Conservation and Threats

It was a long hard battle fought against construction of Fastrill Dam and for implementation of the Neches River NWR. The City of Dallas, known for its high water consumption and water-wasting St. Augustine lawns, pushed hard against establishing the refuge, to keep the site available for a future reservoir. Conservation groups and the U.S. Fish and Wildlife Service singled out this unique ecosystem for protection back in the 1980s. Many studies chronicled its myriad natural wonders. But this stretch of the upper Neches was almost permanently flooded in 2005 when Dallas proposed a reservoir here to serve the city’s future water desires. Only two major lakes — Lake Palestine and B.A. Steinhagen Reservoir — inundate parts of the Neches River on its 416-mile flow from its headwaters in Van Zandt County to Port Arthur and the Gulf. And that’s the way local and state conservationists wanted to keep it. “I grew up fishing and hunting along the Neches with my dad,” recalls conservationist and Jacksonville dentist Michael Banks, who in 2006 mobilized a group called Friends of the Neches River (FNR). “The reservoir would’ve covered up all that prime bottomland, so we gathered thousands of petition signatures to show politicians we wanted to save this for future generations.” Texas Conservation Alliance  and FNR mounted a huge grassroots advocacy effort to defeat the dam. Read more: A Refuge On the River, by Randy Mallory.

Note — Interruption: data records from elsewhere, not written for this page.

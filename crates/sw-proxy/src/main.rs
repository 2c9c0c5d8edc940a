mod config;
mod control;
mod proxy;
mod upstream;

#[cfg(test)]
mod testing;

use axum::routing::get;
use config::Config;
use control::{metrics_broadcaster, ControlState};
use notify::{Event, EventKind, RecursiveMode, Watcher};
use parking_lot::Mutex;
use proxy::AppState;
use std::path::{Path, PathBuf};
use std::sync::Arc;
use std::time::Duration;
use sw_cache::clock::SystemClock;
use sw_cache::memory::MemoryStorage;
use sw_cache::metrics::MetricsSnapshot;
use sw_cache::ServiceWorker;
use tokio::sync::broadcast;
use tokio_util::sync::CancellationToken;
use tracing_subscriber::EnvFilter;
use upstream::HyperFetcher;
use url::Url;

const INSTALL_ATTEMPTS: u32 = 5;
const INSTALL_RETRY_DELAY: Duration = Duration::from_secs(2);

#[tokio::main]
async fn main() {
    // Initialize tracing
    tracing_subscriber::fmt()
        .with_env_filter(
            EnvFilter::try_from_default_env().unwrap_or_else(|_| EnvFilter::new("info")),
        )
        .json()
        .init();

    // Load config
    let config = if Path::new("config.toml").exists() {
        match Config::load(Path::new("config.toml")) {
            Ok(c) => {
                tracing::info!("loaded config from config.toml");
                c
            }
            Err(e) => {
                tracing::error!(error = %e, "failed to load config.toml, using defaults");
                Config::default_config()
            }
        }
    } else {
        tracing::info!("no config.toml found, using defaults");
        Config::default_config()
    };

    let (origin, upstream_url) = match (
        Url::parse(&config.worker.origin),
        Url::parse(&config.upstream.url),
    ) {
        (Ok(o), Ok(u)) => (o, u),
        (Err(e), _) | (_, Err(e)) => {
            tracing::error!(error = %e, "invalid origin or upstream url");
            std::process::exit(1);
        }
    };

    // Install Prometheus metrics recorder
    let prom_handle = match metrics_exporter_prometheus::PrometheusBuilder::new().install_recorder()
    {
        Ok(h) => h,
        Err(e) => {
            tracing::error!(error = %e, "failed to install prometheus recorder");
            std::process::exit(1);
        }
    };

    let fetcher = Arc::new(HyperFetcher::new(
        origin.clone(),
        upstream_url,
        config.upstream.timeout(),
    ));

    let worker = match ServiceWorker::new(
        config.worker.clone(),
        Arc::new(MemoryStorage::new()),
        fetcher,
        Arc::new(SystemClock),
    ) {
        Ok(w) => w,
        Err(e) => {
            tracing::error!(error = %e, "invalid worker configuration");
            std::process::exit(1);
        }
    };

    let state = Arc::new(AppState { worker, origin });

    install_and_activate(&state.worker).await;

    // Shutdown token for graceful shutdown
    let shutdown = CancellationToken::new();

    // Metrics broadcast channel
    let (metrics_tx, _) = broadcast::channel::<MetricsSnapshot>(64);
    tokio::spawn(metrics_broadcaster(
        Arc::clone(&state),
        metrics_tx.clone(),
        shutdown.clone(),
    ));

    tokio::spawn(sweeper(Arc::clone(&state), shutdown.clone()));

    // Control router (separate port)
    let control_router = control::router(ControlState {
        app: Arc::clone(&state),
        tx: metrics_tx,
    })
    .route(
        "/metrics",
        get(move || {
            let h = prom_handle.clone();
            async move { h.render() }
        }),
    );

    let proxy_router = proxy::router(Arc::clone(&state));

    let proxy_addr = config.server.listen_addr.clone();
    let control_addr = config.server.control_addr.clone();

    tracing::info!(
        proxy = %proxy_addr,
        control = %control_addr,
        upstream = %config.upstream.url,
        origin = %config.worker.origin,
        version = %config.worker.version,
        "sw proxy starting"
    );

    let proxy_listener = tokio::net::TcpListener::bind(&proxy_addr)
        .await
        .unwrap_or_else(|e| panic!("failed to bind proxy to {proxy_addr}: {e}"));

    let control_listener = tokio::net::TcpListener::bind(&control_addr)
        .await
        .unwrap_or_else(|e| panic!("failed to bind control to {control_addr}: {e}"));

    // Spawn config file watcher
    spawn_config_watcher(PathBuf::from("config.toml"), config, Arc::clone(&state));

    // Spawn shutdown signal handler
    let shutdown_clone = shutdown.clone();
    tokio::spawn(async move {
        shutdown_signal(shutdown_clone).await;
    });

    let proxy_future = axum::serve(proxy_listener, proxy_router)
        .with_graceful_shutdown(shutdown.clone().cancelled_owned());

    let control_future = axum::serve(control_listener, control_router)
        .with_graceful_shutdown(shutdown.clone().cancelled_owned());

    tokio::select! {
        result = proxy_future => {
            if let Err(e) = result {
                tracing::error!(error = %e, "proxy server error");
            }
        }
        result = control_future => {
            if let Err(e) = result {
                tracing::error!(error = %e, "control server error");
            }
        }
    }

    tracing::info!("sw proxy shut down");
}

/// Install the shell, retrying while the upstream comes up, then activate.
/// A worker that never installs still serves requests through its strategies.
async fn install_and_activate(worker: &ServiceWorker) {
    for attempt in 1..=INSTALL_ATTEMPTS {
        match worker.install().await {
            Ok(entries) => {
                tracing::info!(entries, attempt, "install complete");
                match worker.activate() {
                    Ok(deleted) => tracing::info!(deleted = deleted.len(), "worker active"),
                    Err(e) => tracing::info!(reason = %e, "activation deferred until SKIP_WAITING"),
                }
                return;
            }
            Err(e) => {
                tracing::warn!(error = %e, attempt, "install failed");
                if attempt < INSTALL_ATTEMPTS {
                    tokio::time::sleep(INSTALL_RETRY_DELAY).await;
                }
            }
        }
    }
    tracing::error!(
        attempts = INSTALL_ATTEMPTS,
        "giving up on install, serving without a pre-cached shell"
    );
}

/// Periodic expiry sweep. Re-reads the interval each round so a config
/// reload takes effect after the current wait.
async fn sweeper(state: Arc<AppState>, shutdown: CancellationToken) {
    loop {
        let interval = state.worker.sweep_interval();
        tokio::select! {
            _ = shutdown.cancelled() => break,
            _ = tokio::time::sleep(interval) => {
                state.worker.sweep();
            }
        }
    }
}

/// Listen for SIGINT (Ctrl+C) or SIGTERM and cancel the shutdown token.
async fn shutdown_signal(token: CancellationToken) {
    let ctrl_c = tokio::signal::ctrl_c();

    #[cfg(unix)]
    {
        match tokio::signal::unix::signal(tokio::signal::unix::SignalKind::terminate()) {
            Ok(mut sigterm) => {
                tokio::select! {
                    _ = ctrl_c => {},
                    _ = sigterm.recv() => {},
                }
            }
            Err(e) => {
                tracing::warn!(error = %e, "failed to install SIGTERM handler");
                ctrl_c.await.ok();
            }
        }
    }

    #[cfg(not(unix))]
    {
        ctrl_c.await.ok();
    }

    tracing::info!("shutdown signal received, draining connections...");
    token.cancel();
}

/// Spawn a filesystem watcher on config.toml that applies safe config changes at runtime.
fn spawn_config_watcher(config_path: PathBuf, initial_config: Config, state: Arc<AppState>) {
    let current_config = Arc::new(Mutex::new(initial_config));

    let config_path_clone = config_path.clone();
    let mut watcher = match notify::recommended_watcher(move |res: Result<Event, notify::Error>| {
        if let Ok(event) = res {
            if matches!(event.kind, EventKind::Modify(_) | EventKind::Create(_)) {
                match Config::load(&config_path_clone) {
                    Ok(new_config) => {
                        let mut old = current_config.lock();
                        config::diff_and_apply(&old, &new_config, &state.worker);
                        *old = new_config;
                    }
                    Err(e) => {
                        tracing::error!(error = %e, "failed to reload config.toml");
                    }
                }
            }
        }
    }) {
        Ok(w) => w,
        Err(e) => {
            tracing::warn!(error = %e, "failed to start config watcher");
            return;
        }
    };

    if let Err(e) = watcher.watch(&config_path, RecursiveMode::NonRecursive) {
        tracing::warn!(error = %e, "failed to watch config.toml");
        return;
    }

    // Leak the watcher so it lives for the process lifetime
    std::mem::forget(watcher);
    tracing::info!("config file watcher started");
}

The mainstays of the Neches fishery are the Channel Catfish, Largemouth and White bass. Neches River Largemouth Bass are more active than their lake brethren; therefore, river bass are smaller but many people find that, pound for pound, they are more fun to catch.  The Sunfishes include Bluegill, Redear, Warmouth, Crappie. The prehistoric Alligator Gar is a common fish sighted on the Neches River. The Alligator Gar can weigh over 300 pounds at 10′ in length. The Alligator gar spawns in flooded bottomlands. When irregular spring flooding of the Neches River inundates these areas (and temperatures are 68-82F [20-28C]), Alligator gar will move from the main channel into tributary Creeks and branches. In low-lying vegetated areas (up to one mile from main channel), the female Alligator gar will lay eggs and males will fertilize them. A female will lay an average of 150,000 bright red eggs. If ingested, these eggs are poisonous to humans and other predators. The eggs will hatch in as few as 48-72 hours. When the floods subside, fingerlings follow the creeks back to the main channel. For this reason, TPWD regulations restrict Alligator gar fishing in spring or fall flooding conditions.